There is convincing evidence from a number of countries that cash transfers can reduce inequality and the depth or severity of poverty. For example, in Brazil a combination of cash transfer programmes accounted for 28 percent of the total fall in the Gini index (a summary measure of inequality) between 1995 and 2004…. Well-designed and implemented cash transfers help to strengthen household productivity and capacity for income generation. Small but reliable flows of transfer income have helped poor households to accumulate productive assets; avoid distress sales; obtain access to credit on better terms; and in some cases to diversify into higher risk, higher return activities. These intermediate outcomes help draw poor people into the market economy on terms that allow them to benefit from and contribute to growth.…

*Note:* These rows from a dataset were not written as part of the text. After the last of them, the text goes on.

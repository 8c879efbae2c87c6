pub mod clock;
pub mod domain;
pub mod gate;
pub mod identity;
pub mod memory;
pub mod ports;
pub mod roster;
pub mod service;
pub mod threads;
pub mod understanding;
pub mod visibility;

pub use clock::{ClockReading, SessionClock};
pub use domain::{
    AuthIdentity, AuthSession, ClassDay, Color, Credential, DateKey, Question, Role,
    SessionWindow, UnderstandingEvent, UnderstandingSummary, ADMIN_NAME, ADMIN_SCOPE,
};
pub use gate::SubmissionPolicy;
pub use memory::InMemoryStore;
pub use ports::{DatabaseService, PinHasher, PortError, PortResult, SystemTime, TimeSource};
pub use roster::{Course, CourseSchedule, Meeting, Roster};
pub use service::{Classroom, ClassroomSettings};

There is robust evidence from numerous countries that cash transfers have leveraged sizeable gains in access to health and education services…However, transfers have had less success in improving final outcomes in health or education. Cash transfers can help the poor overcome demand-side (cost) barriers to schooling or healthcare, but they cannot resolve supply-side problems with service delivery (e.g. teacher performance or the training of public health professionals). Cash transfers therefore need to be complemented by ongoing sectoral strategies to improve service quality.
From a new paper on the evidence for cash transfers from Britain’s aid agency.
I’ve heard people talk about cash transfers as the next silver bullet. They’re frequently mentioned in conversations about what’s “new and innovative” in aid. Studies like this one, that synthesize what we know so far and point out where knowledge is still uneven, can help calibrate those expectations.